Am I remembering this correctly? The sheet I'm working on is more complicated, obviously, and I'd like to avoid the whole if column this is blank, print blank, else complicated formula thing. This workbook will ultimately be used by non-technical people and and I don't want them to have to think about remembering to copy down the formula another few hundred lines if they so require it.

I have a sneaking suspicion I might be thinking of the feature that works like this for external data ranges and that there's nothing like this for regular situations.
 
If I remember rightly there has to be a certain number of "seed" rows before this behaviour begins, and that might be 3,4, or 5, rows of data and formulas ... I won't be able to check until Tuesday, the next time I'm near a machine with 2007 on it.

Cheers, Glenn.

Beauty is in the eye of the beerholder.
 
In 2007:

Office Button > Excel Options > Advanced > Extend data range formats and formulas.

But, as Glenn said, you need to have a few seed rows. I'm pretty sure that in 2003 it was 4 rows.

[tt][blue]-John[/blue][/tt]
[tab][red]The plural of anecdote is not data[/red]

Help us help you. Please read FAQ 181-2886 before posting.
 
Thanks for the feedback! The button is turned on but I'm simply not seeing the behavior. :( I guess I'll have to type in "extend data range troubleshooting.
 
You might find it beneficial to have a look at 'Format as Table' - on Home tab.

--Lilliabeth
 
Turned on the table formatting. Ginchy keen-looking but it's still not updating.

I remember running into a problem like this when doing data dumps from a database -- I needed to have a column to the left of the export range and the formula updates only worked to the right of the export, not the left. But the formula I need to have carried down is on the right. Hmm. Do I need to convert to a range to make the expansion work properly?
 
Let me take that back -- I converted to range, it didn't work, hit undo and now it's working. *rolls eyes* I need to figure out how I made it work.

Ok, so I see I need to make it a dynamic range and then I can use it as the source for a pivottable that will expand and contract as the data moves. Let's see if that cooperates now. Fun fun fun.
 
This is so maddeningly inconsistent. I have two vlookup formulas that are supposed to copy. One does, the other does not. I created a little test set without even formatting it as a table and it will not automatically put the formula in the last cell until the cell immediately before it is filled. On the big formula sheet, it copies the one vlookup cell immediately after I type data into the first cell, even though that's not the particular one it's using as the index for the lookup.
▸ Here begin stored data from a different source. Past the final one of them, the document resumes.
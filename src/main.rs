//! galaxy-tools CLI - inspect galaxy images stored in HDF5 containers.

use std::path::PathBuf;
use std::process::ExitCode;

use anyhow::{Context, Result};
use clap::{Args, Parser, Subcommand, ValueEnum};
use tracing_subscriber::{layer::SubscriberExt, util::SubscriberInitExt};

use galaxy_tools::container::{self, GalaxyCatalog};
use galaxy_tools::export::{self, Colormap, PlotBackend, PlotConfig, Plotter, Scaling};
use galaxy_tools::image::subtract;
use galaxy_tools::processing::{calculate_light, FilterMode, ThresholdFilter};

/// Load, filter, measure and visualize galaxy images from HDF5 containers.
#[derive(Parser, Debug)]
#[command(name = "galaxy-tools")]
#[command(version, about, long_about = None)]
struct Cli {
    #[command(subcommand)]
    command: Command,

    /// Enable verbose output.
    #[arg(short, long, global = true)]
    verbose: bool,
}

#[derive(Subcommand, Debug)]
enum Command {
    /// Plot one galaxy as an image titled with its name.
    Plot {
        /// Container file.
        #[arg(value_name = "FILE")]
        file: PathBuf,

        /// Dataset path inside the container.
        #[arg(value_name = "PATH")]
        path: String,

        #[command(flatten)]
        plot: PlotArgs,
    },

    /// Contour plot of MINUEND - SUBTRAHEND, optionally thresholded.
    Diff {
        /// Container file.
        #[arg(value_name = "FILE")]
        file: PathBuf,

        /// Dataset subtracted from.
        #[arg(value_name = "MINUEND")]
        minuend: String,

        /// Dataset subtracted.
        #[arg(value_name = "SUBTRAHEND")]
        subtrahend: String,

        /// Replace values at or below this cutoff.
        #[arg(long, value_name = "FLOAT", conflicts_with = "low_pass", allow_negative_numbers = true)]
        high_pass: Option<f64>,

        /// Replace values at or above this cutoff.
        #[arg(long, value_name = "FLOAT", allow_negative_numbers = true)]
        low_pass: Option<f64>,

        /// Value written over filtered pixels.
        #[arg(long, default_value = "0", value_name = "FLOAT", allow_negative_numbers = true)]
        replace: f64,

        #[command(flatten)]
        plot: PlotArgs,
    },

    /// Save one galaxy as a whitespace-delimited text matrix.
    SaveArray {
        #[arg(value_name = "FILE")]
        file: PathBuf,

        #[arg(value_name = "PATH")]
        path: String,

        /// Output directory.
        #[arg(short, long, default_value = "arrays", value_name = "DIR")]
        dir: PathBuf,
    },

    /// Save one galaxy as an RGB PNG.
    SaveImage {
        #[arg(value_name = "FILE")]
        file: PathBuf,

        #[arg(value_name = "PATH")]
        path: String,

        /// Output directory.
        #[arg(short, long, default_value = "images", value_name = "DIR")]
        dir: PathBuf,

        /// Stretch the image range onto 0-255 instead of clipping.
        #[arg(long)]
        normalize: bool,
    },

    /// Save every galaxy in a group as RGB PNGs.
    SaveImages {
        #[arg(value_name = "FILE")]
        file: PathBuf,

        /// Group inside the container.
        #[arg(value_name = "GROUP")]
        group: String,

        /// Output directory.
        #[arg(short, long, default_value = "images", value_name = "DIR")]
        dir: PathBuf,

        /// Stretch each image range onto 0-255 instead of clipping.
        #[arg(long)]
        normalize: bool,
    },

    /// Threshold one galaxy and save it as `<name>_<mode>_<cutoff>`.
    Filter {
        #[arg(value_name = "FILE")]
        file: PathBuf,

        #[arg(value_name = "PATH")]
        path: String,

        /// Which side of the cutoff to keep.
        #[arg(short, long, value_parser = parse_mode, value_name = "high|low")]
        mode: FilterMode,

        /// Threshold value.
        #[arg(short, long, value_name = "FLOAT", allow_negative_numbers = true)]
        cutoff: f64,

        /// Value written over filtered pixels.
        #[arg(short, long, default_value = "0", value_name = "FLOAT", allow_negative_numbers = true)]
        replace: f64,

        /// Output directory.
        #[arg(short, long, default_value = "arrays", value_name = "DIR")]
        dir: PathBuf,
    },

    /// Sum the light of a dataset of apparent magnitudes.
    Light {
        #[arg(value_name = "FILE")]
        file: PathBuf,

        #[arg(value_name = "PATH")]
        path: String,

        /// Absolute magnitude reference.
        #[arg(short = 'c', long, default_value = "0", value_name = "FLOAT", allow_negative_numbers = true)]
        absolute_magnitude: f64,
    },

    /// List every galaxy in a directory of containers.
    Scan {
        #[arg(value_name = "DIR")]
        dir: PathBuf,
    },
}

#[derive(Args, Debug)]
struct PlotArgs {
    /// Where to draw the plot.
    #[arg(short, long, value_enum, default_value_t = BackendKind::Terminal)]
    backend: BackendKind,

    /// Output file for the png and svg backends.
    #[arg(short, long, default_value = "plots/galaxy.png", value_name = "FILE")]
    output: PathBuf,

    /// Colormap: viridis, inferno or gray.
    #[arg(long, default_value = "viridis", value_parser = parse_colormap)]
    colormap: Colormap,

    /// Number of contour bands.
    #[arg(long, default_value = "8", value_name = "INT")]
    levels: usize,
}

#[derive(ValueEnum, Clone, Copy, Debug)]
enum BackendKind {
    Terminal,
    Png,
    Svg,
}

impl PlotArgs {
    fn to_config(&self) -> PlotConfig {
        let backend = match self.backend {
            BackendKind::Terminal => PlotBackend::Terminal,
            BackendKind::Png => PlotBackend::Bitmap(self.output.clone()),
            BackendKind::Svg => PlotBackend::Svg(self.output.with_extension("svg")),
        };

        PlotConfig {
            backend,
            colormap: self.colormap,
            levels: self.levels,
            ..PlotConfig::default()
        }
    }
}

fn parse_mode(s: &str) -> std::result::Result<FilterMode, String> {
    s.parse().map_err(|err: galaxy_tools::Error| err.to_string())
}

fn parse_colormap(s: &str) -> std::result::Result<Colormap, String> {
    s.parse().map_err(|err: galaxy_tools::Error| err.to_string())
}

fn main() -> ExitCode {
    let cli = Cli::parse();

    // Initialize logging
    let log_level = if cli.verbose { "debug" } else { "info" };
    tracing_subscriber::registry()
        .with(
            tracing_subscriber::EnvFilter::try_from_default_env()
                .unwrap_or_else(|_| format!("galaxy_tools={log_level}").into()),
        )
        .with(tracing_subscriber::fmt::layer().with_target(false))
        .init();

    if let Err(err) = run(cli.command) {
        tracing::error!("{err:#}");
        return ExitCode::FAILURE;
    }

    ExitCode::SUCCESS
}

fn run(command: Command) -> Result<()> {
    match command {
        Command::Plot { file, path, plot } => {
            export::plot_galaxy(&file, &path, plot.to_config())
                .with_context(|| format!("Failed to plot {path}"))?;
        }
        Command::Diff {
            file,
            minuend,
            subtrahend,
            high_pass,
            low_pass,
            replace,
            plot,
        } => {
            let plotter = Plotter::new(plot.to_config()).context("Invalid plot options")?;
            let a = container::load_galaxy(&file, &minuend)
                .with_context(|| format!("Failed to load {minuend}"))?;
            let b = container::load_galaxy(&file, &subtrahend)
                .with_context(|| format!("Failed to load {subtrahend}"))?;

            let mut diff = subtract(&a.data, &b.data).context("Cannot subtract images")?;
            if let Some(cutoff) = high_pass {
                diff = ThresholdFilter::high_pass(cutoff)
                    .with_replacement(replace)
                    .apply(&diff);
            } else if let Some(cutoff) = low_pass {
                diff = ThresholdFilter::low_pass(cutoff)
                    .with_replacement(replace)
                    .apply(&diff);
            }

            let title = format!("{} - {}", a.name, b.name);
            plotter
                .contour(&diff, Some(&title))
                .context("Failed to plot difference")?;
        }
        Command::SaveArray { file, path, dir } => {
            export::save_galaxy_array(&file, &path, &dir)
                .with_context(|| format!("Failed to save {path}"))?;
        }
        Command::SaveImage {
            file,
            path,
            dir,
            normalize,
        } => {
            export::save_galaxy_image(&file, &path, &dir, scaling(normalize))
                .with_context(|| format!("Failed to save {path}"))?;
        }
        Command::SaveImages {
            file,
            group,
            dir,
            normalize,
        } => {
            export::save_galaxy_images(&file, &group, &dir, scaling(normalize))
                .with_context(|| format!("Failed to save images of {group}"))?;
        }
        Command::Filter {
            file,
            path,
            mode,
            cutoff,
            replace,
            dir,
        } => {
            let mut galaxy = container::load_galaxy(&file, &path)
                .with_context(|| format!("Failed to load {path}"))?;
            let filter = ThresholdFilter {
                mode,
                cutoff,
                replace,
            };
            galaxy.data = filter.apply(&galaxy.data);
            galaxy.name = filter.output_name(&galaxy.name);
            export::save_array(&galaxy, &dir).context("Failed to save filtered array")?;
        }
        Command::Light {
            file,
            path,
            absolute_magnitude,
        } => {
            let magnitudes = container::load_array(&file, &path)
                .with_context(|| format!("Failed to load {path}"))?;
            let light = calculate_light(&magnitudes, absolute_magnitude);
            println!("{light}");
        }
        Command::Scan { dir } => {
            let catalog = GalaxyCatalog::open(&dir)
                .with_context(|| format!("Failed to scan {}", dir.display()))?;
            for item in &catalog {
                match item {
                    Ok((id, image)) => {
                        let (rows, cols) = image.dim();
                        println!("{id}\t{rows}x{cols}");
                    }
                    Err(err) => tracing::warn!("{err}"),
                }
            }
        }
    }

    Ok(())
}

const fn scaling(normalize: bool) -> Scaling {
    if normalize {
        Scaling::Normalize
    } else {
        Scaling::Clip
    }
}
I think Excel shall drive me mad today. Time to crank the Primus.
 
Just checking - there aren't any empty columns in your data set, are there?


[tt][blue]-John[/blue][/tt]
[tab][red]The plural of anecdote is not data[/red]
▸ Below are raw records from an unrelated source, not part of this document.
//! PNG export of single-channel galaxy images.

use std::path::{Path, PathBuf};

use image::{ImageBuffer, Rgb, RgbImage};
use indicatif::{ProgressBar, ProgressStyle};
use ndarray::{ArrayBase, Data, Ix2};

use crate::container;
use crate::error::{Error, Result};
use crate::image::NamedImage;

use super::ensure_dir;

/// How intensities are mapped onto 8-bit channels.
#[derive(Debug, Clone, Copy, Default, PartialEq, Eq)]
pub enum Scaling {
    /// Round each value and clamp it to `[0, 255]`.
    #[default]
    Clip,
    /// Stretch the finite `[min, max]` range of the image onto `[0, 255]`.
    Normalize,
}

/// Convert a single-channel image to RGB by replicating the channel.
///
/// NaN pixels become black.
///
/// # Errors
///
/// Returns [`Error::InvalidParameter`] if either dimension exceeds `u32::MAX`.
#[allow(clippy::cast_possible_truncation)]
pub fn to_rgb<S: Data<Elem = f64>>(arr: &ArrayBase<S, Ix2>, scaling: Scaling) -> Result<RgbImage> {
    let (rows, cols) = arr.dim();
    let width = pixel_dim("width", cols)?;
    let height = pixel_dim("height", rows)?;
    let (offset, gain) = match scaling {
        Scaling::Clip => (0.0, 1.0),
        Scaling::Normalize => stretch(arr),
    };

    let mut img: RgbImage = ImageBuffer::new(width, height);
    for ((y, x), &value) in arr.indexed_iter() {
        let level = to_channel((value - offset) * gain);
        // x < width and y < height, both checked to fit in u32
        img.put_pixel(x as u32, y as u32, Rgb([level, level, level]));
    }

    Ok(img)
}

/// Save `image` as `dir/<name>.png`, creating `dir` when needed.
///
/// # Errors
///
/// Returns an error if the directory cannot be created or the PNG cannot be
/// written.
pub fn save_image<P: AsRef<Path>>(image: &NamedImage, dir: P, scaling: Scaling) -> Result<PathBuf> {
    let dir = dir.as_ref();
    ensure_dir(dir)?;

    let path = dir.join(format!("{}.png", image.name));
    to_rgb(&image.data, scaling)?
        .save(&path)
        .map_err(|source| Error::ImageSave {
            path: path.clone(),
            source,
        })?;

    tracing::info!("Saved image to {}", path.display());
    Ok(path)
}

/// Load the galaxy at `path` in `file` and save it as a PNG into `dir`.
///
/// # Errors
///
/// Propagates loader and write errors.
pub fn save_galaxy_image<P: AsRef<Path>, Q: AsRef<Path>>(
    file: P,
    path: &str,
    dir: Q,
    scaling: Scaling,
) -> Result<PathBuf> {
    let galaxy = container::load_galaxy(file, path)?;
    save_image(&galaxy, dir, scaling)
}

/// Save every galaxy in `group` as `dir/<name>.png`. Returns the count.
///
/// # Errors
///
/// Stops at the first galaxy that cannot be loaded or written.
pub fn save_galaxy_images<P: AsRef<Path>, Q: AsRef<Path>>(
    file: P,
    group: &str,
    dir: Q,
    scaling: Scaling,
) -> Result<usize> {
    let dir = dir.as_ref();
    let galaxies = container::load_galaxies(file, group)?;

    let pb = ProgressBar::new(galaxies.len() as u64);
    pb.set_style(
        ProgressStyle::default_bar()
            .template("{spinner:.green} Saving [{bar:40.cyan/blue}] {pos}/{len}")
            .expect("valid template")
            .progress_chars("#>-"),
    );

    for galaxy in &galaxies {
        save_image(galaxy, dir, scaling)?;
        pb.inc(1);
    }
    pb.finish_and_clear();

    tracing::info!("Saved {} images to {}", galaxies.len(), dir.display());
    Ok(galaxies.len())
}

fn pixel_dim(name: &str, len: usize) -> Result<u32> {
    u32::try_from(len).map_err(|_| Error::InvalidParameter {
        name: name.to_string(),
        reason: format!("{len} pixels does not fit in a PNG"),
    })
}

/// Offset and gain mapping the finite range of `arr` onto `[0, 255]`.
fn stretch<S: Data<Elem = f64>>(arr: &ArrayBase<S, Ix2>) -> (f64, f64) {
    let (min, max) = arr
        .iter()
        .copied()
        .filter(|v| v.is_finite())
        .fold((f64::INFINITY, f64::NEG_INFINITY), |(lo, hi), v| {
            (lo.min(v), hi.max(v))
        });

    if max > min {
        (min, 255.0 / (max - min))
    } else {
        // Flat or empty image
        (min, 0.0)
    }
}

/// Round and clamp a value to an 8-bit channel.
#[inline]
#[allow(clippy::cast_possible_truncation, clippy::cast_sign_loss)]
fn to_channel(value: f64) -> u8 {
    if value.is_nan() {
        return 0;
    }
    // Safe: clamped to [0, 255] range before casting
    value.round().clamp(0.0, 255.0) as u8
}

#[cfg(test)]
mod tests {
    use super::*;
    use crate::container::fixtures::write_sample_container;
    use ndarray::array;
    use tempfile::TempDir;

    #[test]
    fn test_to_channel() {
        assert_eq!(to_channel(-3.0), 0);
        assert_eq!(to_channel(0.4), 0);
        assert_eq!(to_channel(127.6), 128);
        assert_eq!(to_channel(300.0), 255);
        assert_eq!(to_channel(f64::NAN), 0);
    }

    #[test]
    fn test_to_rgb_replicates_channel() {
        let arr = array![[0.0, 10.0, 20.0], [30.0, 400.0, -1.0]];
        let img = to_rgb(&arr, Scaling::Clip).unwrap();

        assert_eq!(img.dimensions(), (3, 2));
        assert_eq!(img.get_pixel(1, 0), &Rgb([10, 10, 10]));
        assert_eq!(img.get_pixel(1, 1), &Rgb([255, 255, 255]));
        assert_eq!(img.get_pixel(2, 1), &Rgb([0, 0, 0]));
    }

    #[test]
    fn test_to_rgb_normalize() {
        let arr = array![[-1.0, 0.0], [1.0, f64::NAN]];
        let img = to_rgb(&arr, Scaling::Normalize).unwrap();

        assert_eq!(img.get_pixel(0, 0)[0], 0);
        assert_eq!(img.get_pixel(1, 0)[0], 128);
        assert_eq!(img.get_pixel(0, 1)[0], 255);
        assert_eq!(img.get_pixel(1, 1)[0], 0);
    }

    #[test]
    fn test_to_rgb_normalize_flat_image() {
        let img = to_rgb(&ndarray::Array2::from_elem((2, 2), 5.0), Scaling::Normalize).unwrap();

        assert!(img.pixels().all(|p| p == &Rgb([0, 0, 0])));
    }

    #[test]
    fn test_to_rgb_rejects_oversized_width() {
        let wide = ndarray::Array2::<f64>::zeros((0, u32::MAX as usize + 1));

        match to_rgb(&wide, Scaling::Clip) {
            Err(Error::InvalidParameter { name, .. }) => assert_eq!(name, "width"),
            other => panic!("expected InvalidParameter, got {other:?}"),
        }
    }

    #[test]
    fn test_save_image_round_trips_pixels() {
        let dir = TempDir::new().unwrap();
        let image = NamedImage::from_path("/g/galaxy_3", array![[12.0, 200.0]]);

        let path = save_image(&image, dir.path().join("images"), Scaling::Clip).unwrap();

        assert!(path.ends_with("images/galaxy_3.png"));
        let decoded = image::open(&path).unwrap().to_rgb8();
        assert_eq!(decoded.get_pixel(0, 0), &Rgb([12, 12, 12]));
        assert_eq!(decoded.get_pixel(1, 0), &Rgb([200, 200, 200]));
    }

    #[test]
    fn test_save_galaxy_images() {
        let dir = TempDir::new().unwrap();
        let file = write_sample_container(dir.path(), "sample.hdf5");
        let out = dir.path().join("images/image_data_30");

        let count = save_galaxy_images(&file, "/image_data_30", &out, Scaling::Clip).unwrap();

        assert_eq!(count, 2);
        assert!(out.join("galaxy_1_xy.png").is_file());
        assert!(out.join("galaxy_2_xy.png").is_file());
    }

    #[test]
    fn test_save_galaxy_image_missing_path() {
        let dir = TempDir::new().unwrap();
        let file = write_sample_container(dir.path(), "sample.hdf5");

        let result = save_galaxy_image(&file, "/image_data_28/nope", dir.path(), Scaling::Clip);

        assert!(matches!(result, Err(Error::NotFound { .. })));
    }
}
Help us help you. Please read FAQ 181-2886 before posting.
 
No, no empty columns. An excellent question seeing as Excel is looking three rows behind to pick patterns. My little test block is working like a champ so I'm scratching my head trying to see what I'm doing different with the big block o' data.
 
How is the big block being populated?

[tt][blue]-John[/blue][/tt]
[tab][red]The plural of anecdote is not data[/red]
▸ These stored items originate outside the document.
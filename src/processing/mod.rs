//! Pure numeric transforms on galaxy images.

mod filter;
mod light;

pub use filter::{high_pass_filter, low_pass_filter, FilterMode, ThresholdFilter};
pub use light::{calculate_light, flux_ratio, DEFAULT_ABSOLUTE_MAGNITUDE};
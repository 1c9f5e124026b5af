//! Conversion of magnitudes into summed light.

use ndarray::{ArrayBase, Data, Dimension};

/// Absolute magnitude used when no reference is given.
pub const DEFAULT_ABSOLUTE_MAGNITUDE: f64 = 0.0;

/// Flux of one object relative to the reference magnitude `c`.
///
/// `10^((c - m) / 2.5)`: one magnitude brighter is a factor of ~2.512 in flux.
#[must_use]
pub fn flux_ratio(m: f64, c: f64) -> f64 {
    10f64.powf((c - m) / 2.5)
}

/// Total light of a population of apparent magnitudes `m` against the
/// absolute magnitude `c`.
///
/// Works on arrays of any rank; a scalar magnitude can be passed as
/// `ndarray::arr0(m)`. An empty array yields zero.
#[must_use]
pub fn calculate_light<S, D>(m: &ArrayBase<S, D>, c: f64) -> f64
where
    S: Data<Elem = f64>,
    D: Dimension,
{
    m.iter().map(|&mi| flux_ratio(mi, c)).sum()
}

#[cfg(test)]
mod tests {
    use super::*;
    use approx::assert_relative_eq;
    use ndarray::{arr0, array, Array1};

    #[test]
    fn test_light_example() {
        let m = array![0.0, 5.0];

        assert_relative_eq!(calculate_light(&m, 0.0), 1.1, epsilon = 1e-12);
    }

    #[test]
    fn test_light_scalar() {
        assert_relative_eq!(calculate_light(&arr0(2.5), 0.0), 0.1, epsilon = 1e-12);
        assert_relative_eq!(flux_ratio(2.5, 2.5), 1.0);
    }

    #[test]
    fn test_light_with_reference() {
        // m = c contributes exactly one unit each
        let m = array![[4.2, 4.2], [4.2, 4.2]];

        assert_relative_eq!(calculate_light(&m, 4.2), 4.0, epsilon = 1e-12);
    }

    #[test]
    fn test_light_empty() {
        assert_eq!(calculate_light(&Array1::<f64>::zeros(0), DEFAULT_ABSOLUTE_MAGNITUDE), 0.0);
    }

    #[test]
    fn test_light_decreases_with_magnitude() {
        let base = array![1.0, 3.0, 8.0];
        let reference = calculate_light(&base, 0.0);

        for i in 0..base.len() {
            let mut dimmer = base.clone();
            dimmer[i] += 0.5;
            assert!(calculate_light(&dimmer, 0.0) < reference);
        }
    }

    #[test]
    fn test_five_magnitudes_is_factor_hundred() {
        assert_relative_eq!(flux_ratio(0.0, 0.0) / flux_ratio(5.0, 0.0), 100.0, epsilon = 1e-9);
    }
}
Help us help you. Please read FAQ 181-2886 before posting.
 
I'm tracking event attendees with this workbook. Worksheet 1 is attendee names and contact info. Sheet 2 is the lookups for events, communities, etc -- these values will be tracked in a chart so I want to make sure that there's no chance anyone can type these in incorrectly. So I make the lookup range and use data validation to make sure people only type what's in them. Worksheet 3, the one I'm on now, is the sheet that pairs the name with the event and the date they attended. I use vlookups to drag in a few other items from the contact page since the reporting all depends on that.

Big block has columns A through E:

Column A = date, typed in by hand
Column B = attendee name, that's a data validation lookup based on sheet 1.
Column C = Event, data validation from sheet 2, selects event from dropdown list.
Column D = vlookup of where the person lives. Once the person is entered in column B, Column D should auto-populate.
Column E = vlookup of what the person's age range is, should autopopulate just like D.

When I start a new row, Column E has the formula autocopied and gives me an #NA until I put the person in column B. D remains blank and I have to copy the formula down manually.

I should also note that in the success column, the data validation formatting from column B does copy down successfully as well. I enter the date, dab over and now I have a dropdown to work with whereas beforehand the column was completely empty, no data or validation or anything.

Am I making sense hopefully?
 
Isn't this a "list" (mark the area containing data and calculations, use Data-List-Create list)?
 
Nope, no longer called lists, they're tables now. So many things are unlike what I was used to in 2007. I still feel traumatized.

<i>Symptoms
You cannot find the Excel List feature on the Ribbon, which is a component of the Microsoft Office Fluent user interface.

Cause
The Excel List feature still exists, but it has been renamed. Excel lists are now called Excel tables.
</i>

What's highly annoying is you can't share a workbook that has a table in it, it must be converted to a range. Completely ruins the utility of sharing the workbooks amongst multiple simultaneous users which I thought was so completely awesome. Also annoying is that google docs spreadsheets don't play nice with 2007, or more likely 2007 doesn't play nice with google. I can copy and paste between google and excel 2000 and the data is perfectly pretty. Try pasting into 2007 and it becomes an awful mess. I guess that's something google will have to fix eventually.
 
Thanks for explanation. I knew there was a reason for sticking to older version of Excel. Luddite that I am.
 
Excel 2007 is really a mixed bag. Charts look prettier than they have before but Excel charts have been notoriously, hideously ugly for far longer than the technology warrants -- they should have been looking pretty as far back as Office 95. Having more than 65k rows is nice but again, that's a strange limitation to have existed all these years. I've been waiting for the ribbons to grow on me but they just haven't convinced me of their utility yet -- I'm still stuck looking for things where I was used to finding them. The old menus method could be arcane and wasn't exactly intuitive to the new user but they were like QWERTY keyboards, a sub-optimal solution you could live with. The ribbons seem like a sub-optimal solution of another flavor. The whole XLSX thing is another pain as well. So we had an extension that worked well enough for as long as I used the product and now arbitrary changes are made to muck it up.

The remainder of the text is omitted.